Pippin v. State

Decision Date12 May 1949
Docket Number16624.
Citation53 S.E.2d 482,205 Ga. 316
PartiesPIPPIN v. STATE.
CourtGeorgia Supreme Court

[Copyrighted Material Omitted]

Syllabus by the Court.

1. While the Supreme Court has jurisdiction of a writ of error where the constitutionality of a statute of this State is drawn in question, no such question will be determined if there is any other ground in the case upon which the court can possibly rest a decision.

2. Separate and distinct offenses of a similar nature and of the same class or species, may properly be joined in different counts in the same indictment.

3. The fact of a former conviction and sentence must be charged in the indictment where a second or subsequent conviction would affect the grade of the offense or require the imposition of a different punishment.

4. 'Every indictment or accusation of the grand jury shall be deemed sufficiently technical and correct, which states the offense in the terms and language of this Code, or so plainly that the nature of the offense charged may easily be understood by the jury.' Code, § 27-701.

5. In a case where there are several counts in an indictment charging similar offenses, the question of whether the court will or will not, on motion, require the solicitor-general to elect upon which count he will proceed to try the defendant, is a matter within the sound discretion of the court.

6. An objection to the admission of evidence on the ground that it is 'immaterial and irrelevant' is not such an objection as it would be reversible error to overrule.

7. Every ground of an amended motion for a new trial must be complete within itself, and one which complains of a ruling on an objection to the admission of evidence but which is so incomplete that it requires reference to the brief of evidence, or other parts of the record, in order to ascertain what the evidence was to which the objection is urged presents no question for determination by this court.

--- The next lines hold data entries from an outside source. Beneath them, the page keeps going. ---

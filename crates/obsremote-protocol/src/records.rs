//! Typed payload records carried inside envelopes.
//!
//! These are thin data mappings of the wire objects — no control flow.
//! Field names follow the wire's hyphenated convention via serde renames;
//! everything defaults so a lean payload still parses.

use serde::{Deserialize, Serialize};

/// The kind of a source entry, an integer tag on the wire.
///
/// `#[serde(try_from = "u8", into = "u8")]` keeps the wire format a plain
/// number while the Rust side stays a real enum.
#[derive(
    Debug, Clone, Copy, PartialEq, Eq, Serialize, Deserialize, Default,
)]
#[serde(try_from = "u8", into = "u8")]
pub enum SourceKind {
    /// A capture/input source rendered in the scene.
    #[default]
    Input,
    /// A filter attached to another source.
    Filter,
    /// A scene transition.
    Transition,
    /// A nested scene.
    Scene,
}

impl TryFrom<u8> for SourceKind {
    type Error = String;

    fn try_from(value: u8) -> Result<Self, Self::Error> {
        match value {
            0 => Ok(SourceKind::Input),
            1 => Ok(SourceKind::Filter),
            2 => Ok(SourceKind::Transition),
            3 => Ok(SourceKind::Scene),
            other => Err(format!("unknown source kind {other}")),
        }
    }
}

impl From<SourceKind> for u8 {
    fn from(kind: SourceKind) -> Self {
        kind as u8
    }
}

fn default_visible() -> bool {
    true
}

/// One source within a scene (or one global audio source).
#[derive(Debug, Clone, PartialEq, Serialize, Deserialize)]
pub struct Source {
    #[serde(default)]
    pub name: String,
    #[serde(rename = "type", default)]
    pub kind: SourceKind,
    #[serde(default = "default_visible")]
    pub visible: bool,
    #[serde(default)]
    pub audio: bool,
    #[serde(default)]
    pub volume: f64,
    /// Filters attached to this source, themselves source entries.
    #[serde(default, skip_serializing_if = "Vec::is_empty")]
    pub filters: Vec<Source>,
}

impl Source {
    /// Creates a named source with default attributes.
    pub fn named(name: impl Into<String>) -> Self {
        Self {
            name: name.into(),
            kind: SourceKind::Input,
            visible: true,
            audio: false,
            volume: 0.0,
            filters: Vec::new(),
        }
    }
}

/// A scene: a named collection of sources.
///
/// The wire sends flat entry arrays (`sources`, and on some payloads a
/// separate top-level `filters` array); entries tagged as filters are
/// split out into `filters` so callers see the same partition the
/// controller's UI shows.
#[derive(Debug, Clone, PartialEq, Deserialize)]
#[serde(from = "SceneWire")]
pub struct Scene {
    pub name: String,
    pub sources: Vec<Source>,
    pub filters: Vec<Source>,
}

#[derive(Deserialize)]
struct SceneWire {
    #[serde(default)]
    name: String,
    #[serde(default)]
    sources: Vec<Source>,
    /// Some scene payloads carry their filters as a separate top-level
    /// array rather than tagged entries in `sources`.
    #[serde(default)]
    filters: Vec<Source>,
}

impl From<SceneWire> for Scene {
    fn from(wire: SceneWire) -> Self {
        let entries =
            wire.filters.into_iter().chain(wire.sources).collect();
        Scene::new(wire.name, entries)
    }
}

impl Scene {
    /// Builds a scene from a flat wire entry list, partitioning inputs
    /// from filters. Transition and nested-scene entries are dropped.
    pub fn new(name: impl Into<String>, entries: Vec<Source>) -> Self {
        let mut sources = Vec::new();
        let mut filters = Vec::new();
        for entry in entries {
            match entry.kind {
                SourceKind::Input => sources.push(entry),
                SourceKind::Filter => filters.push(entry),
                _ => {}
            }
        }
        Self {
            name: name.into(),
            sources,
            filters,
        }
    }
}

/// The audio channel a volume operation targets.
#[derive(Debug, Clone, Copy, PartialEq, Eq, Serialize, Deserialize)]
#[serde(rename_all = "lowercase")]
pub enum AudioChannel {
    Microphone,
    Desktop,
}

impl AudioChannel {
    /// The wire name of the channel.
    pub fn as_str(self) -> &'static str {
        match self {
            AudioChannel::Microphone => "microphone",
            AudioChannel::Desktop => "desktop",
        }
    }
}

/// Streaming health counters pushed periodically while live.
#[derive(
    Debug, Clone, Copy, PartialEq, Serialize, Deserialize, Default,
)]
pub struct StreamStats {
    #[serde(default)]
    pub streaming: bool,
    #[serde(rename = "preview-only", default)]
    pub preview_only: bool,
    #[serde(rename = "bytes-per-sec", default)]
    pub bytes_per_sec: u64,
    /// Congestion indicator in the 0.0–100.0 range.
    #[serde(default)]
    pub strain: f64,
    #[serde(rename = "total-stream-time", default)]
    pub total_stream_time_ms: u64,
    #[serde(rename = "num-total-frames", default)]
    pub total_frames: u64,
    #[serde(rename = "num-dropped-frames", default)]
    pub dropped_frames: u64,
    #[serde(default)]
    pub fps: f64,
}

/// Snapshot returned by the streaming-status query.
#[derive(
    Debug, Clone, Copy, PartialEq, Eq, Serialize, Deserialize, Default,
)]
pub struct StreamingStatus {
    #[serde(default)]
    pub streaming: bool,
    #[serde(rename = "preview-only", default)]
    pub preview_only: bool,
}

/// Current volume levels and mute states for both mixer channels.
#[derive(
    Debug, Clone, Copy, PartialEq, Serialize, Deserialize, Default,
)]
pub struct Volumes {
    #[serde(rename = "mic-volume", default)]
    pub microphone_volume: f64,
    #[serde(rename = "mic-muted", default)]
    pub microphone_muted: bool,
    #[serde(rename = "desktop-volume", default)]
    pub desktop_volume: f64,
    #[serde(rename = "desktop-muted", default)]
    pub desktop_muted: bool,
}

8. 'Overruling an objection made generally to specified evidence is in no event cause for reversing a judgment unless it appears that the objection was good as to all of such evidence.' Collins Park & Belt R. Co. v. Ware, 112 Ga. 663, 37 S.E. 975.

9. 'Though it is better for him not to do so, it is not usually cause for a new trial that the judge gives in charge to the jury an entire statutory or Code provision, a part of which is applicable and a part inapplicable to the case under consideration.' Thompson v. Mitchell, 192 Ga. 750(2), 16 S.E.2d 540.

10. The court did not err in charging the jury as complained of in the sixth and tenth grounds of the amended motion for a new trial.

11. Where a case is not wholly dependent upon circumstantial evidence, the failure of the trial judge to charge the law touching such evidence, in the absence of an appropriate request for such charge, furnishes no ground for a new trial.

12. The provision of Code, § 38-414, that 'The confession of one joint offender or conspirator, made after the enterprise is ended, shall be admissible only against himself,' has no application in a case in which no confession of a joint offender or conspirator is offered, but where such joint offender or conspirator is sworn and testifies as a witness.

13. The evidence amply authorized the verdict, and the trial court did not err in overruling the motion for a new trial.

An indictment was returned against L. G. Pippin, in Upson Superior Court, charging him in three separate counts with misdemeanors, the material allegations of the first count being that the said accused did then and there unlawfully and with force and arms maintain and keep a lewd house and place for the purpose of fornication and adultery contrary to the laws of the State of Georgia, good order, peace and dignity thereof.

The second count of the indictment charged the defendant with a misdemeanor, for that the said L. G. Pippin did then and there unlawfully and with force and arms permit one Fay Doan Parker to remain in the place of said defendant, and premises of said place and being known as Live Oak Filling Station for the purpose of prostitution and assignation; contrary to the laws of said State, the good order, peace and degnity thereof.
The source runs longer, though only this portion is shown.